Изменить стиль страницы

– Ну, Кахар! отдашь мне свои деньги? – спросил Кирпичов, ударив вошедшего персиянина по плечу.

– Все отдаст! – отвечал персиянин, улыбнулся и кивнул головой.

Кирпичов предложил ему закусить. Персиянин резал сыр такими кусками, как режут хлеб, откусывал разом по четверти фунта и вообще ел и пил ужасно. Насытившись, он уселся в мягкое кресло и закрыл глаза. Кирпичов занялся чтением Бешенцову писем, в которых господа иногородние благодарили и хвалили его. Бешенцов слушал и поддакивал. На десятом письме чтение было прервано возвращением Чепракова.

– Отделались, Алексей Иваныч? – таинственно спросил его Кирпичов.

– Отделался! – отвечал он, махнув рукой.

– Не отправиться ли "туда"?

– А пожалуй.

Персиянин вскочил… куда сон девался!.. и схватил баранью шапку.

Скоро они прибыли в трактир и заказали обед, а покуда отправились в бильярдную.

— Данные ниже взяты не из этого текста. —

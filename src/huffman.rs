//! Static Huffman coding: tree construction, code table derivation,
//! encoding and tree-walk decoding.

pub mod code;
pub mod encoder;
pub mod tree;

pub use code::{BitString, CodeTable};
pub use encoder::HuffmanEncoder;
pub use tree::HuffmanTree;
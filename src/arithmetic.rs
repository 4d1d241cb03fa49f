//! Arithmetic coding by interval narrowing at a fixed decimal precision.
//!
//! Encoder and decoder narrow `[low, high)` with the very same rounded
//! operations, so both sides see identical bounds. The decoder needs the
//! message length, the encoded value carries no terminator.
//!
//! Every symbol shrinks the interval by its probability. Once the width
//! drops below ten units in the last place of `high` the value can no longer
//! be attributed to a single interval. At the default 10 digits that is
//! after roughly 30 bits of information for intervals away from zero. Both
//! directions report this as [`Error::PrecisionExhausted`] instead of
//! producing a value or symbol that does not round-trip.

use crate::error::Error;
use crate::model::{Interval, IntervalTable, Symbol};
use crate::precision::{Decimal, Precision};
use crate::Result;

#[derive(Clone, Copy, Debug, PartialEq, Eq)]
pub struct EncodedValue {
    pub value: Decimal,
    pub low: Decimal,
    pub high: Decimal,
}

impl EncodedValue {
    /// Any value inside the final bounds decodes like the midpoint.
    pub fn contains(&self, value: Decimal) -> bool {
        self.low <= value && value < self.high
    }
}

pub struct ArithmeticCoder<'a, S: Symbol> {
    intervals: &'a IntervalTable<S>,
    precision: Precision,
}

impl<'a, S: Symbol> ArithmeticCoder<'a, S> {
    pub fn new(intervals: &'a IntervalTable<S>, precision: Precision) -> Self {
        Self {
            intervals,
            precision,
        }
    }

    fn narrow(&self, low: Decimal, high: Decimal, interval: &Interval) -> (Decimal, Decimal) {
        let p = &self.precision;
        let width = p.sub(high, low);
        let low = p.add(low, p.mul(width, interval.low));
        let high = p.add(low, p.mul(width, p.sub(interval.high, interval.low)));
        (low, high)
    }

    fn exhausted(&self, position: usize) -> Error {
        Error::PrecisionExhausted {
            digits: self.precision.digits(),
            position,
        }
    }

    /// Nonempty and wide enough to be told apart from its neighbours.
    fn resolvable(&self, low: Decimal, high: Decimal) -> bool {
        let p = &self.precision;
        high > low && p.sub(high, low) >= p.min_width(high)
    }

    /// Fails with [`Error::PrecisionExhausted`] at the first symbol whose
    /// interval the decoder could not resolve, so every returned value
    /// decodes back to `input`.
    pub fn encode(&self, input: &[S]) -> Result<EncodedValue> {
        if input.is_empty() {
            return Err(Error::InvalidInput);
        }
        let mut low = Decimal::ZERO;
        let mut high = Decimal::ONE;
        for (position, symbol) in input.iter().enumerate() {
            let interval = self
                .intervals
                .get(symbol)
                .ok_or_else(|| Error::UnknownSymbol(symbol.to_string()))?;
            (low, high) = self.narrow(low, high, interval);
            if !self.resolvable(low, high) {
                log::warn!(
                    "Interval [{}, {}) unresolvable at symbol {} of {} at {} digits",
                    low,
                    high,
                    position,
                    input.len(),
                    self.precision.digits()
                );
                return Err(self.exhausted(position));
            }
        }
        let value = self.precision.midpoint(low, high);
        let encoded = EncodedValue { value, low, high };
        if !encoded.contains(value) {
            return Err(self.exhausted(input.len() - 1));
        }
        // the decoder picks symbols through a rounded division
        let decoded = self.decode(value, input.len())?;
        if let Some(position) = decoded.iter().zip(input).position(|(d, s)| d != s) {
            return Err(self.exhausted(position));
        }
        log::debug!("Encoded {} symbols into {} in [{}, {})", input.len(), value, low, high);
        Ok(encoded)
    }

    pub fn decode(&self, value: Decimal, length: usize) -> Result<Vec<S>> {
        let p = &self.precision;
        let mut low = Decimal::ZERO;
        let mut high = Decimal::ONE;
        let mut output = Vec::with_capacity(length);
        for position in 0..length {
            let width = p.sub(high, low);
            let target = p
                .div(p.sub(value, low), width)
                .ok_or_else(|| self.exhausted(position))?;
            let (symbol, interval) = self
                .intervals
                .find(target)
                .ok_or_else(|| self.exhausted(position))?;
            (low, high) = self.narrow(low, high, interval);
            if !(low <= value && value < high) || !self.resolvable(low, high) {
                log::debug!(
                    "Value {} not resolvable in [{}, {}) at symbol {}",
                    value,
                    low,
                    high,
                    position
                );
                return Err(self.exhausted(position));
            }
            output.push(symbol);
        }
        Ok(output)
    }
}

Здесь они встретили господина с открытым и благородным лицом, который обыгрывал бледного и вялого купчика, приговаривая за каждым ударом: "Шарики-сударики! по сукну катитеся, в борты стучитеся, в лузу валитеся!..", и после каждой партии громогласно требовал то чашку шоколаду, то рюмку водки, то порцию мороженого.

– А, Урываев! – радостно сказал Кирпичов.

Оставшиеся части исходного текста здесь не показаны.